4. Nor do we find any stronger evidence in support of the 12th plaintiff's claim. The learned Subordinate Judge himself confesses that but for the statement in Ex. A, which we have now held to be inadmissible, he would have decided against this plaintiff. We agree with him that the error which acceptance of this relationship would require, to be found in the mortgage bond, Ex. VII, cannot have been intentional and we would add that it is most unlikely in an Aliyasantana family that any doubt should exist as to the identity of any member's mother. The 12th plaintiff refrained from going into, the witness box where her claims might have been tested by cross-examination. We think the evidence clearly insufficient to show that she is related to the family in the manner alleged.

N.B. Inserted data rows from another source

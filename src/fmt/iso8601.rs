/*!
A strict parser and printer for a subset of ISO 8601 durations.

The grammar supported is:

```text
duration    = sign? "P" days? "T" time
sign        = "+" | "-"
days        = number "D"
time        = (number "H")? (number "M")? (number ("." digits)? "S")?
```

Designators are case insensitive. Years, months and weeks are rejected
since none of them have a fixed length. The time designator `T` is always
required, even when no time units follow it.

Every number must be followed by exactly one designator. Each designator
may appear at most once, and designators must go from the biggest unit to
the smallest. Only seconds may have a fractional part.

# Printing

[`Printer`] writes the days, then `T`, then hours, minutes and seconds with
milliseconds as a three digit fraction. Zero units are omitted. If no time
units are written, `0S` is written after `T` so that the output can always
be parsed again. Precision smaller than a millisecond is dropped.

```
use dura::{fmt::iso8601, Duration};

let d = Duration::new("15 days 1h 30m 45.5s")?;
assert_eq!(iso8601::print(&d), "P15DT1H30M45.500S");
assert_eq!(iso8601::print(&d.negated()), "-P15DT1H30M45.500S");
assert_eq!(iso8601::print(&Duration::new("2 days")?), "P2DT0S");

# Ok::<(), Box<dyn std::error::Error>>(())
```
*/

use crate::{
    error::{fmt::iso8601::Error as E, Error, ErrorContext},
    unit::Unit,
    Duration,
};

/// Parses an ISO 8601 duration into a magnitude in milliseconds.
///
/// Leading or trailing whitespace is not permitted. See the
/// [module documentation](self) for the grammar.
///
/// # Errors
///
/// This returns an error when the input doesn't match the grammar, including
/// when it uses years, months or weeks.
///
/// # Example
///
/// ```
/// use dura::fmt::iso8601;
///
/// assert_eq!(iso8601::parse("PT1H30M45.500S")?, 5_445_500.0);
/// assert_eq!(iso8601::parse("-p1dt")?, -86_400_000.0);
/// assert!(iso8601::parse("P1W").is_err());
/// assert!(iso8601::parse("P1D").is_err());
///
/// # Ok::<(), Box<dyn std::error::Error>>(())
/// ```
pub fn parse(input: &str) -> Result<f64, Error> {
    parse_impl(input).context(E::Failed)
}

/// Prints the given duration as an ISO 8601 duration.
///
/// This is what `Duration`'s `Display` impl writes.
pub fn print(duration: &Duration) -> String {
    Printer::new().print_duration(duration)
}

/// Returns true when the given input should be handled by this grammar
/// rather than the friendly grammar.
///
/// That is, the input (ignoring surrounding whitespace) is an optional sign
/// followed by `P` and then a digit or `T`. Input like `"5 ps"` or
/// `"pending"` is not ISO 8601.
pub(crate) fn is_iso8601(input: &str) -> bool {
    let input = input.trim();
    let input =
        input.strip_prefix(|c: char| c == '+' || c == '-').unwrap_or(input);
    let mut chars = input.chars();
    if !matches!(chars.next(), Some('P' | 'p')) {
        return false;
    }
    matches!(chars.next(), Some('0'..='9' | 'T' | 't'))
}

fn parse_impl(input: &str) -> Result<f64, Error> {
    let Parsed { value: negative, input: rest } = parse_sign(input);
    let Parsed { input: rest, .. } = parse_duration_designator(rest)?;
    let Parsed { value: date, input: rest } =
        parse_units(rest, Section::Date)?;
    let Parsed { value: has_time, input: rest } = parse_time_designator(rest);
    if !has_time {
        return Err(Error::from(E::ExpectedTimeDesignator));
    }
    let Parsed { value: time, .. } = parse_units(rest, Section::Time)?;

    let millis = date + time;
    debug!("parsed ISO 8601 duration {input:?} as {millis}ms");
    Ok(if negative { -millis } else { millis })
}

/// A value parsed from the front of some input, along with the input that
/// remains.
struct Parsed<'i, V> {
    value: V,
    input: &'i str,
}

/// Which side of the time designator a sequence of units is on.
#[derive(Clone, Copy, Debug)]
enum Section {
    Date,
    Time,
}

impl Section {
    /// Maps a designator in this section to its unit.
    fn unit(self, ch: char) -> Result<Unit, Error> {
        match (self, ch) {
            (Section::Date, 'D' | 'd') => Ok(Unit::Day),
            (Section::Date, 'Y' | 'y' | 'M' | 'm' | 'W' | 'w') => {
                debug!("rejecting calendar unit {ch:?} in ISO 8601 duration");
                Err(Error::from(E::UnsupportedCalendarUnit { ch }))
            }
            (Section::Time, 'H' | 'h') => Ok(Unit::Hour),
            (Section::Time, 'M' | 'm') => Ok(Unit::Minute),
            (Section::Time, 'S' | 's') => Ok(Unit::Second),
            (Section::Date, _) => {
                Err(Error::from(E::UnexpectedDateChar { ch }))
            }
            (Section::Time, _) => {
                Err(Error::from(E::UnexpectedTimeChar { ch }))
            }
        }
    }
}

// Sign ::: one of
//   + -
fn parse_sign(input: &str) -> Parsed<'_, bool> {
    if let Some(tail) = input.strip_prefix('+') {
        Parsed { value: false, input: tail }
    } else if let Some(tail) = input.strip_prefix('-') {
        Parsed { value: true, input: tail }
    } else {
        Parsed { value: false, input }
    }
}

// DurationDesignator ::: one of
//   P p
fn parse_duration_designator(input: &str) -> Result<Parsed<'_, ()>, Error> {
    let mut chars = input.chars();
    match chars.next() {
        None => {
            Err(Error::from(E::ExpectedDurationDesignatorFoundEndOfInput))
        }
        Some('P' | 'p') => Ok(Parsed { value: (), input: chars.as_str() }),
        Some(ch) => {
            Err(Error::from(E::ExpectedDurationDesignatorFoundChar { ch }))
        }
    }
}

// TimeDesignator ::: one of
//   T t
fn parse_time_designator(input: &str) -> Parsed<'_, bool> {
    match input.strip_prefix(|c: char| c == 'T' || c == 't') {
        Some(tail) => Parsed { value: true, input: tail },
        None => Parsed { value: false, input },
    }
}

/// Parses a sequence of `number designator` pairs and returns their sum in
/// milliseconds.
///
/// The date section stops at the time designator. The time section must
/// consume the rest of the input. Each designator may appear at most once,
/// and designators must go from the biggest unit to the smallest.
fn parse_units(
    mut input: &str,
    section: Section,
) -> Result<Parsed<'_, f64>, Error> {
    let mut millis = 0.0;
    let mut previous: Option<(Unit, char)> = None;
    loop {
        let Some(first) = input.chars().next() else { break };
        if matches!(section, Section::Date) && matches!(first, 'T' | 't') {
            break;
        }
        let Parsed { value: number, input: rest } =
            parse_number(input, section)?;
        let mut chars = rest.chars();
        let Some(ch) = chars.next() else {
            return Err(Error::from(E::ExpectedDesignatorFoundEndOfInput));
        };
        let unit = section.unit(ch)?;
        if number.fractional && unit != Unit::Second {
            return Err(Error::from(E::FractionalUnit { ch }));
        }
        if let Some((prev_unit, prev)) = previous {
            if unit == prev_unit {
                return Err(Error::from(E::RepeatedDesignator { ch }));
            }
            if unit > prev_unit {
                return Err(Error::from(E::DesignatorOutOfOrder {
                    ch,
                    prev,
                }));
            }
        }
        millis += number.value * unit.millis();
        previous = Some((unit, ch));
        input = chars.as_str();
    }
    Ok(Parsed { value: millis, input })
}

/// A non-negative decimal number.
#[derive(Clone, Copy, Debug)]
struct Number {
    value: f64,
    fractional: bool,
}

// Number :::
//   Digits
//   Digits . Digits
fn parse_number(
    input: &str,
    section: Section,
) -> Result<Parsed<'_, Number>, Error> {
    let digits = leading_digits(input);
    if digits == 0 {
        // Reaching here means `input` is non-empty.
        let ch = input.chars().next().unwrap_or_default();
        return Err(match section.unit(ch) {
            Ok(_) => Error::from(E::ExpectedNumber { ch }),
            Err(err) => err,
        });
    }
    let mut end = digits;
    let mut fractional = false;
    if input[end..].starts_with('.') {
        let fraction = leading_digits(&input[end + 1..]);
        if fraction == 0 {
            return Err(Error::from(E::ExpectedFractionDigits));
        }
        end += 1 + fraction;
        fractional = true;
    }
    let (number, rest) = input.split_at(end);
    // OK because `number` is ASCII digits with an optional fraction, which
    // always parses. Enormous values become infinite and are rejected by
    // the caller.
    let value: f64 = number.parse().expect("decimal number always parses");
    Ok(Parsed { value: Number { value, fractional }, input: rest })
}

/// Returns the number of ASCII digits at the start of the given input.
fn leading_digits(input: &str) -> usize {
    input.bytes().take_while(u8::is_ascii_digit).count()
}

/// A printer for ISO 8601 durations.
///
/// This printer has no configuration. It exists so that printing can write
/// to any [`core::fmt::Write`] implementation without allocating.
///
/// # Example
///
/// ```
/// use dura::{fmt::iso8601::Printer, Duration};
///
/// let mut buf = String::new();
/// Printer::new().print_duration_to(&Duration::from_millis(1.0), &mut buf)?;
/// assert_eq!(buf, "PT0.001S");
///
/// # Ok::<(), Box<dyn std::error::Error>>(())
/// ```
#[derive(Clone, Debug, Default)]
pub struct Printer {
    _priv: (),
}

impl Printer {
    /// Create a new ISO 8601 printer.
    pub const fn new() -> Printer {
        Printer { _priv: () }
    }

    /// Print the given duration to a new string.
    pub fn print_duration(&self, duration: &Duration) -> String {
        let mut buf = String::with_capacity(24);
        // OK because writing to a `String` never fails.
        let _ = self.print_duration_to(duration, &mut buf);
        buf
    }

    /// Print the given duration to the writer given.
    ///
    /// This only returns an error when the given writer returns an error.
    pub fn print_duration_to<W: core::fmt::Write>(
        &self,
        duration: &Duration,
        mut wtr: W,
    ) -> core::fmt::Result {
        if duration.is_negative() {
            wtr.write_str("-")?;
        }
        let d = duration.abs();
        wtr.write_str("P")?;
        if d.get_days() != 0 {
            write!(wtr, "{}D", d.get_days())?;
        }
        wtr.write_str("T")?;

        let mut wrote_time = false;
        if d.get_hours() != 0 {
            write!(wtr, "{}H", d.get_hours())?;
            wrote_time = true;
        }
        if d.get_minutes() != 0 {
            write!(wtr, "{}M", d.get_minutes())?;
            wrote_time = true;
        }
        let (secs, millis) = (d.get_seconds(), d.get_milliseconds());
        if secs != 0 || millis != 0 {
            write!(wtr, "{secs}.{millis:03}S")?;
            wrote_time = true;
        }
        if !wrote_time {
            wtr.write_str("0S")?;
        }
        Ok(())
    }
}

5. We turn then to the question of the validity and the binding character of the suit mortgage bonds.
6. [Their Lordships then discussed the evidence and concluded as follows :]

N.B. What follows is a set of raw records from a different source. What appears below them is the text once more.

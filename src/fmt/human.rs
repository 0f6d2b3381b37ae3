/*!
A printer for durations in human readable formats.

Three formats are supported, selected with a [`Designator`]:

* [`Designator::Short`] writes each unit as a value followed by its
abbreviation, separated by spaces: `0d 1h 30m 0s 0ms 0us 0ns`.
* [`Designator::Verbose`] writes each unit as a value followed by its full
name, separated by commas: `1 hour, 30 minutes`.
* [`Designator::Words`] is like verbose, but spells out each value in
English: `one hour, thirty minutes`.

Units are always written biggest first. By default every unit is written,
even when it is zero. The printer can be restricted to a subset of units
with [`HumanPrinter::only`], and zero units can be hidden with
[`HumanPrinter::hide_zero`].

```
use dura::{fmt::human::{Designator, HumanPrinter}, Duration, Unit};

let d = Duration::new("1h 30m")?;
let printer = HumanPrinter::new().hide_zero(true);
assert_eq!(printer.print_duration(&d), "1h 30m");

let printer = printer.designator(Designator::Verbose);
assert_eq!(printer.print_duration(&d), "1 hour, 30 minutes");

let printer = HumanPrinter::new()
    .designator(Designator::Words)
    .only(&[Unit::Minute, Unit::Hour]);
assert_eq!(printer.print_duration(&d), "one hour, thirty minutes");

# Ok::<(), Box<dyn std::error::Error>>(())
```
*/

use crate::{fmt::words::Speller, unit::Unit, Duration};

/// How each unit is labeled by a [`HumanPrinter`].
#[derive(Clone, Copy, Debug, Default, Eq, PartialEq)]
#[non_exhaustive]
pub enum Designator {
    /// The value followed directly by the unit's abbreviation, e.g., `5m`.
    /// Units are separated by a single space.
    #[default]
    Short,
    /// The value followed by a space and the unit's full name, e.g.,
    /// `5 minutes`. The name is singular only when the value is exactly `1`.
    /// Units are separated by a comma and a space.
    Verbose,
    /// Like `Verbose`, but the value is spelled out in English words, e.g.,
    /// `five minutes`. Negative values are prefixed with `minus`.
    Words,
}

/// A printer for human readable durations.
///
/// This is a builder. The default configuration writes every unit with
/// [`Designator::Short`].
#[derive(Clone, Copy, Debug)]
pub struct HumanPrinter {
    designator: Designator,
    /// A bit set over `Unit::index()`.
    selected: u8,
    hide_zero: bool,
    speller: Speller,
}

impl HumanPrinter {
    const ALL_UNITS: u8 = 0b111_1111;

    /// Create a new printer with the default configuration.
    pub const fn new() -> HumanPrinter {
        HumanPrinter {
            designator: Designator::Short,
            selected: HumanPrinter::ALL_UNITS,
            hide_zero: false,
            speller: Speller::new(),
        }
    }

    /// Sets how each unit is labeled.
    pub const fn designator(self, designator: Designator) -> HumanPrinter {
        HumanPrinter { designator, ..self }
    }

    /// Restricts printing to the given units.
    ///
    /// The order of the units given doesn't matter. Units are always
    /// written biggest first.
    ///
    /// If no units are given, or if every selected unit is hidden by
    /// [`HumanPrinter::hide_zero`], then the smallest selected unit (or
    /// nanoseconds, if none are selected) is written with a value of zero.
    ///
    /// ```
    /// use dura::{fmt::human::HumanPrinter, Duration, Unit};
    ///
    /// let d = Duration::from_millis(59_834_344.25);
    /// let printer = HumanPrinter::new().only(&[Unit::Second, Unit::Hour]);
    /// assert_eq!(printer.print_duration(&d), "16h 14s");
    /// ```
    pub fn only(self, units: &[Unit]) -> HumanPrinter {
        let selected = units
            .iter()
            .fold(0u8, |set, unit| set | (1 << unit.index()));
        HumanPrinter { selected, ..self }
    }

    /// Like [`HumanPrinter::only`], but units are named by their
    /// abbreviations: `d`, `h`, `m`, `s`, `ms`, `us` (or `µs`) and `ns`.
    ///
    /// Abbreviations are case sensitive. Unrecognized abbreviations are
    /// ignored.
    ///
    /// ```
    /// use dura::{fmt::human::HumanPrinter, Duration};
    ///
    /// let d = Duration::from_millis(59_834_344.25);
    /// let printer = HumanPrinter::new().only_abbreviations(&["s", "h"]);
    /// assert_eq!(printer.print_duration(&d), "16h 14s");
    /// ```
    pub fn only_abbreviations(self, keys: &[&str]) -> HumanPrinter {
        let selected = keys.iter().fold(0u8, |set, key| {
            match Unit::from_abbreviation(key) {
                Some(unit) => set | (1 << unit.index()),
                None => {
                    warn!("ignoring unrecognized unit abbreviation {key:?}");
                    set
                }
            }
        });
        HumanPrinter { selected, ..self }
    }

    /// When enabled, units whose value is zero are not written.
    ///
    /// ```
    /// use dura::{fmt::human::HumanPrinter, Duration};
    ///
    /// let printer = HumanPrinter::new().hide_zero(true);
    /// assert_eq!(printer.print_duration(&Duration::from_millis(3_600_000.5)), "1h 500us");
    /// assert_eq!(printer.print_duration(&Duration::ZERO), "0ns");
    /// ```
    pub const fn hide_zero(self, yes: bool) -> HumanPrinter {
        HumanPrinter { hide_zero: yes, ..self }
    }

    /// When enabled, [`Designator::Words`] spells out values using the
    /// Indian numbering system. See [`Speller::indian`].
    pub const fn indian(self, yes: bool) -> HumanPrinter {
        HumanPrinter { speller: self.speller.indian(yes), ..self }
    }

    /// Print the given duration to a new string.
    pub fn print_duration(&self, duration: &Duration) -> String {
        let mut buf = String::with_capacity(32);
        // OK because writing to a `String` never fails.
        let _ = self.print_duration_to(duration, &mut buf);
        buf
    }

    /// Print the given duration to the writer given.
    ///
    /// This only returns an error when the given writer returns an error.
    pub fn print_duration_to<W: core::fmt::Write>(
        &self,
        duration: &Duration,
        mut wtr: W,
    ) -> core::fmt::Result {
        let separator = match self.designator {
            Designator::Short => " ",
            Designator::Verbose | Designator::Words => ", ",
        };
        let mut wrote = false;
        for unit in Unit::ALL {
            if !self.is_selected(unit) {
                continue;
            }
            let value = duration.get(unit);
            if self.hide_zero && value == 0 {
                continue;
            }
            if wrote {
                wtr.write_str(separator)?;
            }
            self.write_unit(unit, value, &mut wtr)?;
            wrote = true;
        }
        if !wrote {
            let smallest = Unit::ALL
                .iter()
                .rev()
                .copied()
                .find(|&unit| self.is_selected(unit))
                .unwrap_or(Unit::Nanosecond);
            self.write_unit(smallest, 0, &mut wtr)?;
        }
        Ok(())
    }

    fn write_unit<W: core::fmt::Write>(
        &self,
        unit: Unit,
        value: i64,
        wtr: &mut W,
    ) -> core::fmt::Result {
        let name = if value == 1 { unit.singular() } else { unit.plural() };
        match self.designator {
            Designator::Short => write!(wtr, "{value}{}", unit.abbreviation()),
            Designator::Verbose => write!(wtr, "{value} {name}"),
            Designator::Words => {
                if value < 0 {
                    wtr.write_str("minus ")?;
                }
                let words = self.speller.spell(value.unsigned_abs());
                write!(wtr, "{words} {name}")
            }
        }
    }

    fn is_selected(&self, unit: Unit) -> bool {
        self.selected & (1 << unit.index()) != 0
    }
}

impl Default for HumanPrinter {
    fn default() -> HumanPrinter {
        HumanPrinter::new()
    }
}

#[cfg(test)]
mod tests {
    use super::*;

    fn d(millis: f64) -> Duration {
        Duration::from_millis(millis)
    }

    #[test]
    fn short() {
        let p = |millis: f64| HumanPrinter::new().print_duration(&d(millis));

        insta::assert_snapshot!(p(0.0), @"0d 0h 0m 0s 0ms 0us 0ns");
        insta::assert_snapshot!(p(59_834_344.25), @"0d 16h 37m 14s 344ms 250us 0ns");
        insta::assert_snapshot!(p(-90_500.0), @"0d 0h -1m -30s -500ms 0us 0ns");
    }

    #[test]
    fn verbose() {
        let p = |millis: f64| {
            HumanPrinter::new()
                .designator(Designator::Verbose)
                .print_duration(&d(millis))
        };

        insta::assert_snapshot!(
            p(90_061_001.0),
            @"1 day, 1 hour, 1 minute, 1 second, 1 millisecond, 0 microseconds, 0 nanoseconds",
        );
        insta::assert_snapshot!(
            p(-121_920.0),
            @"0 days, 0 hours, -2 minutes, -1 seconds, -920 milliseconds, 0 microseconds, 0 nanoseconds",
        );
    }

    #[test]
    fn words() {
        let p = |millis: f64| {
            HumanPrinter::new()
                .designator(Designator::Words)
                .print_duration(&d(millis))
        };

        insta::assert_snapshot!(
            p(121_920.0),
            @"zero days, zero hours, two minutes, one second, nine hundred and twenty milliseconds, zero microseconds, zero nanoseconds",
        );
        insta::assert_snapshot!(
            p(-1_000.0),
            @"zero days, zero hours, zero minutes, minus one seconds, zero milliseconds, zero microseconds, zero nanoseconds",
        );
    }

    #[test]
    fn words_indian() {
        let printer = HumanPrinter::new()
            .designator(Designator::Words)
            .indian(true)
            .only(&[Unit::Day]);
        let d = d(150_000.0 * 86_400_000.0);
        insta::assert_snapshot!(
            printer.print_duration(&d),
            @"one lakh fifty thousand days",
        );
        insta::assert_snapshot!(
            printer.indian(false).print_duration(&d),
            @"one hundred and fifty thousand days",
        );
    }

    #[test]
    fn selection() {
        let d = d(59_834_344.25);
        let p = |printer: HumanPrinter| printer.print_duration(&d);

        insta::assert_snapshot!(
            p(HumanPrinter::new().only(&[Unit::Nanosecond, Unit::Minute])),
            @"37m 0ns",
        );
        insta::assert_snapshot!(
            p(HumanPrinter::new().hide_zero(true)),
            @"16h 37m 14s 344ms 250us",
        );
        insta::assert_snapshot!(
            p(HumanPrinter::new().only(&[Unit::Day]).hide_zero(true)),
            @"0d",
        );
        insta::assert_snapshot!(p(HumanPrinter::new().only(&[])), @"0ns");
        insta::assert_snapshot!(
            p(HumanPrinter::new()
                .designator(Designator::Verbose)
                .only(&[Unit::Day, Unit::Microsecond])
                .hide_zero(true)),
            @"250 microseconds",
        );
    }

    #[test]
    fn selection_by_abbreviation() {
        let d = d(59_834_344.25);
        let p = |keys: &[&str]| {
            HumanPrinter::new().only_abbreviations(keys).print_duration(&d)
        };

        insta::assert_snapshot!(p(&["s", "h"]), @"16h 14s");
        insta::assert_snapshot!(p(&["µs", "ms", "d"]), @"0d 344ms 250us");
        insta::assert_snapshot!(p(&["m", "weeks"]), @"37m");
        insta::assert_snapshot!(p(&["H", "S"]), @"0ns");
        assert_eq!(
            p(&["d", "h", "m", "s", "ms", "us", "ns"]),
            HumanPrinter::new().print_duration(&d),
        );
    }
}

7. We have only to add that the supplemental plaintiffs have not thought fit to contest this appeal; so that, now that the original plaintiffs have been non-suited on the question of relationship, there is no one upon the record before us qualified to dispute the binding character of these mortgages. Apart from that circumstance however, we are clearly of opinion that they are binding upon the family property and we must accordingly allow the appeal, set aside the decree of the Lower Court and direct that the suit be dismissed with costs. Plaintiffs 1 to 11 will pay the costs of the 21st defendant in this appeal. The memorandum of objections preferred by the plaintiffs is dismissed with costs.